The Federal Cave Resources Protection Act of 1988 or FCRPA is a United States federal law that aims "to secure, protect, and preserve significant caves on Federal lands for the perpetual use, enjoyment, and benefit of all people; and to foster increased cooperation and exchange of information between governmental authorities and those who utilize caves located on Federal lands for scientific, education, or recreational purposes." The law was approved on November 18, 1988. Specific effects of the act include prohibiting the disclosure of locations of significant caves, removing cave resources, and vandalizing or disturbing cave resources.

==History==
The original draft for the FCRPA started as a cave management plan for the Forest Service Directive System (FSM). Tom Lennon of Washington Office Recreation met with cavers Jer Thornton and Jim Nieland to discuss the scope of cave management. In one evening, a paper draft of the plan was written up and titled FSM 2356. Lennon then escorted the bill through official channels where it was then adopted by FSM.
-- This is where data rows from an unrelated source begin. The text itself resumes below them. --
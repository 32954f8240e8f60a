//! Chat session: sends prompts for the active URL group and records answers

use futures::StreamExt;
use std::sync::Arc;

use super::Conversations;
use crate::citation::ProcessedAnswer;
use crate::error::{Error, Result};
use crate::generation::StreamAccumulator;
use crate::knowledge::KnowledgeBase;
use crate::providers::GroundedModel;
use crate::types::ChatMessage;

/// A chat over the knowledge base, backed by a grounded model
pub struct ChatSession {
    model: Arc<dyn GroundedModel>,
    knowledge: KnowledgeBase,
    conversations: Conversations,
}

impl ChatSession {
    pub fn new(
        model: Arc<dyn GroundedModel>,
        knowledge: KnowledgeBase,
        conversations: Conversations,
    ) -> Self {
        Self {
            model,
            knowledge,
            conversations,
        }
    }

    pub fn knowledge(&self) -> &KnowledgeBase {
        &self.knowledge
    }

    pub fn knowledge_mut(&mut self) -> &mut KnowledgeBase {
        &mut self.knowledge
    }

    pub fn conversations(&self) -> &Conversations {
        &self.conversations
    }

    /// Hand back state for persistence
    pub fn into_parts(self) -> (KnowledgeBase, Conversations) {
        (self.knowledge, self.conversations)
    }

    /// Messages of the active group's conversation
    pub fn current_messages(&self) -> &[ChatMessage] {
        match self.knowledge.active_group() {
            Some(group) => self.conversations.messages(&group.id),
            None => &[],
        }
    }

    /// Send a prompt to the model and record the answer
    ///
    /// `on_delta` receives streamed text as it arrives. Returns the final model
    /// message, or `None` when the prompt is blank or no group is active.
    /// Upstream failures are recorded as an error message rather than returned.
    pub async fn send_message<F>(&mut self, prompt: &str, mut on_delta: F) -> Option<ChatMessage>
    where
        F: FnMut(&str),
    {
        if prompt.trim().is_empty() {
            return None;
        }
        let group = self.knowledge.active_group()?;
        let group_id = group.id.clone();
        let urls = group.urls.clone();

        self.conversations.push(&group_id, ChatMessage::user(prompt));
        let placeholder = ChatMessage::model_placeholder();
        let message_id = placeholder.id.clone();
        self.conversations.push(&group_id, placeholder);

        let outcome = self
            .stream_answer(prompt, &urls, &group_id, &message_id, &mut on_delta)
            .await;

        let message = self.conversations.message_mut(&group_id, &message_id)?;
        match outcome {
            Ok(answer) => {
                tracing::info!("Answer complete with {} cited sources", answer.sources.len());
                message.text = answer.processed_text;
                message.url_context = answer.sources;
            }
            Err(e) => {
                if e.is_upstream() {
                    tracing::error!("Failed to get answer from {}: {}", self.model.name(), e);
                } else {
                    tracing::warn!("Answer failed: {}", e);
                }
                message.text = e.to_string();
                message.is_error = true;
            }
        }
        message.is_loading = false;
        Some(message.clone())
    }

    async fn stream_answer(
        &mut self,
        prompt: &str,
        urls: &[String],
        group_id: &str,
        message_id: &str,
        on_delta: &mut dyn FnMut(&str),
    ) -> Result<ProcessedAnswer> {
        tracing::debug!(
            "Streaming answer from {} ({}) with {} URLs",
            self.model.name(),
            self.model.model(),
            urls.len()
        );
        let mut stream = self.model.stream_with_url_context(prompt, urls).await?;
        let mut accumulator = StreamAccumulator::new();

        while let Some(frame) = stream.next().await {
            let frame = frame?;
            if let Some(reason) = frame.block_reason() {
                return Err(Error::llm(format!("Prompt blocked by the model API: {}", reason)));
            }

            let delta = accumulator.push(&frame);
            if delta.is_empty() {
                continue;
            }
            on_delta(&delta);
            if let Some(message) = self.conversations.message_mut(group_id, message_id) {
                message.text = accumulator.text().to_string();
            }
        }

        Ok(accumulator.finish())
    }

    /// Clear the active group's conversation
    pub fn clear_conversation(&mut self) -> bool {
        match self.knowledge.active_group() {
            Some(group) => {
                let id = group.id.clone();
                self.conversations.clear(&id)
            }
            None => false,
        }
    }

    /// Quick-start questions for the active group; empty on failure
    pub async fn suggestions(&self) -> Vec<String> {
        let Some(group) = self.knowledge.active_group() else {
            return Vec::new();
        };

        match self.model.initial_suggestions(&group.urls).await {
            Ok(suggestions) => suggestions,
            Err(e) => {
                tracing::warn!("Failed to fetch initial suggestions: {}", e);
                Vec::new()
            }
        }
    }
}

#[cfg(test)]
mod tests {
    use super::*;
    use crate::providers::ResponseStream;
    use crate::types::{GenerateContentResponse, MessageSender};
    use async_trait::async_trait;
    use futures::stream;
    use serde_json::json;
    use std::sync::Mutex;

    #[derive(Default)]
    struct Recorder(Mutex<Vec<(String, Vec<String>)>>);

    impl Recorder {
        fn record(&self, prompt: &str, urls: &[String]) {
            self.0.lock().unwrap().push((prompt.to_string(), urls.to_vec()));
        }

        fn calls(&self) -> Vec<(String, Vec<String>)> {
            self.0.lock().unwrap().clone()
        }
    }

    enum Script {
        Frames(Vec<serde_json::Value>),
        MidStreamQuota(Vec<serde_json::Value>),
        Refuse,
    }

    struct ScriptedModel {
        script: Script,
        calls: Recorder,
    }

    impl ScriptedModel {
        fn new(script: Script) -> Arc<Self> {
            Arc::new(Self {
                script,
                calls: Recorder::default(),
            })
        }
    }

    fn frames(values: &[serde_json::Value]) -> Vec<Result<GenerateContentResponse>> {
        values
            .iter()
            .map(|v| Ok(serde_json::from_value(v.clone()).unwrap()))
            .collect()
    }

    #[async_trait]
    impl GroundedModel for ScriptedModel {
        async fn stream_with_url_context(&self, prompt: &str, urls: &[String]) -> Result<ResponseStream> {
            self.calls.record(prompt, urls);
            match &self.script {
                Script::Frames(values) => Ok(stream::iter(frames(values)).boxed()),
                Script::MidStreamQuota(values) => {
                    let mut items = frames(values);
                    items.push(Err(Error::QuotaExceeded));
                    Ok(stream::iter(items).boxed())
                }
                Script::Refuse => Err(Error::InvalidApiKey),
            }
        }

        async fn initial_suggestions(&self, urls: &[String]) -> Result<Vec<String>> {
            match self.script {
                Script::Refuse => Err(Error::InvalidApiKey),
                _ => Ok(vec![format!("What do these {} pages cover?", urls.len())]),
            }
        }

        fn name(&self) -> &str {
            "scripted"
        }

        fn model(&self) -> &str {
            "scripted-1"
        }
    }

    fn grounded_frames() -> Vec<serde_json::Value> {
        vec![
            json!({ "candidates": [{ "content": { "parts": [{ "text": "Cats are mammals." }] } }] }),
            json!({
                "candidates": [{
                    "content": { "parts": [{ "text": " Dogs are mammals." }] },
                    "groundingMetadata": {
                        "groundingChunks": [{ "web": { "uri": "https://x.com/cats" } }],
                        "groundingAttributions": [
                            { "sourceId": { "chunkIndex": 0 }, "content": "Cats are mammals." }
                        ]
                    }
                }]
            }),
        ]
    }

    #[tokio::test]
    async fn test_send_message_records_cited_answer() {
        let model = ScriptedModel::new(Script::Frames(grounded_frames()));
        let mut session = ChatSession::new(model.clone(), KnowledgeBase::default(), Conversations::default());

        let mut deltas = Vec::new();
        let answer = session
            .send_message("Are cats mammals?", |d| deltas.push(d.to_string()))
            .await
            .unwrap();

        assert_eq!(deltas, vec!["Cats are mammals.", " Dogs are mammals."]);
        assert_eq!(answer.text, "Cats are mammals. [1] Dogs are mammals.");
        assert_eq!(answer.url_context.len(), 1);
        assert!(!answer.is_loading);
        assert!(!answer.is_error);

        let messages = session.current_messages();
        assert_eq!(messages.len(), 2);
        assert_eq!(messages[0].sender, MessageSender::User);
        assert_eq!(messages[1], answer);

        let calls = model.calls.calls();
        assert_eq!(calls[0].0, "Are cats mammals?");
        assert_eq!(calls[0].1.len(), 2);
    }

    #[tokio::test]
    async fn test_blank_prompt_is_ignored() {
        let model = ScriptedModel::new(Script::Frames(grounded_frames()));
        let mut session = ChatSession::new(model.clone(), KnowledgeBase::default(), Conversations::default());

        assert!(session.send_message("   ", |_| {}).await.is_none());
        assert!(session.current_messages().is_empty());
        assert!(model.calls.calls().is_empty());
    }

    #[tokio::test]
    async fn test_no_active_group_is_ignored() {
        let model = ScriptedModel::new(Script::Frames(grounded_frames()));
        let mut session = ChatSession::new(model, KnowledgeBase::from_groups(vec![]), Conversations::default());

        assert!(session.send_message("hello", |_| {}).await.is_none());
        assert!(session.suggestions().await.is_empty());
    }

    #[tokio::test]
    async fn test_refused_request_becomes_error_message() {
        let model = ScriptedModel::new(Script::Refuse);
        let mut session = ChatSession::new(model, KnowledgeBase::default(), Conversations::default());

        let answer = session.send_message("hello", |_| {}).await.unwrap();
        assert!(answer.is_error);
        assert!(!answer.is_loading);
        assert_eq!(answer.text, Error::InvalidApiKey.to_string());
    }

    #[tokio::test]
    async fn test_mid_stream_failure_keeps_error_text() {
        let model = ScriptedModel::new(Script::MidStreamQuota(vec![json!({
            "candidates": [{ "content": { "parts": [{ "text": "Partial" }] } }]
        })]));
        let mut session = ChatSession::new(model, KnowledgeBase::default(), Conversations::default());

        let answer = session.send_message("hello", |_| {}).await.unwrap();
        assert!(answer.is_error);
        assert!(answer.url_context.is_empty());
        assert_eq!(answer.text, Error::QuotaExceeded.to_string());
    }

    #[tokio::test]
    async fn test_blocked_prompt_is_reported() {
        let model = ScriptedModel::new(Script::Frames(vec![json!({
            "promptFeedback": { "blockReason": "SAFETY" }
        })]));
        let mut session = ChatSession::new(model, KnowledgeBase::default(), Conversations::default());

        let answer = session.send_message("hello", |_| {}).await.unwrap();
        assert!(answer.is_error);
        assert!(answer.text.contains("SAFETY"));
    }

    #[test]
    fn test_clear_conversation_and_suggestions() {
        let model = ScriptedModel::new(Script::Frames(grounded_frames()));
        let mut session = ChatSession::new(model, KnowledgeBase::default(), Conversations::default());

        tokio_test::block_on(async {
            session.send_message("first", |_| {}).await;
            assert_eq!(
                session.suggestions().await,
                vec!["What do these 2 pages cover?".to_string()]
            );
        });

        assert!(session.clear_conversation());
        assert!(session.current_messages().is_empty());
        assert!(!session.clear_conversation());
    }

    #[test]
    fn test_failed_suggestions_are_empty() {
        let model = ScriptedModel::new(Script::Refuse);
        let session = ChatSession::new(model, KnowledgeBase::default(), Conversations::default());
        assert!(tokio_test::block_on(session.suggestions()).is_empty());
    }
}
Later, Thornton, along with the help of the National Speleological Society (NSS) and the American Cave Conservation Association (ACCA), stepped up to get a federal bill passed. Thornton used the FSM 2356 as the basis for this new bill. The bill was introduced with the help of Congressman Frederick C. Boucher of Virginia on March 2, 1987. Senator Tom Daschle of South Dakota introduced a similar bill in the Senate and by November of next year it was signed into law by President Ronald Reagan.

A major difference between FSM 2356 and the FCRPA is the concept of "significant" caves. The FCRPA introduced this new aspect, where a cave must be recognized as significant in order to receive protection under the Act. This meant not all caves received protection, only those recognized as significant by the Federal government through a nomination process.

The original nomination process began in 1994 which was required by the newly passed law. A national clearing house was established to oversee this initial process of nominations. The initial batch of cave nominations needed to meet only two criteria: they had to be on federal land and be natural features; not man-made.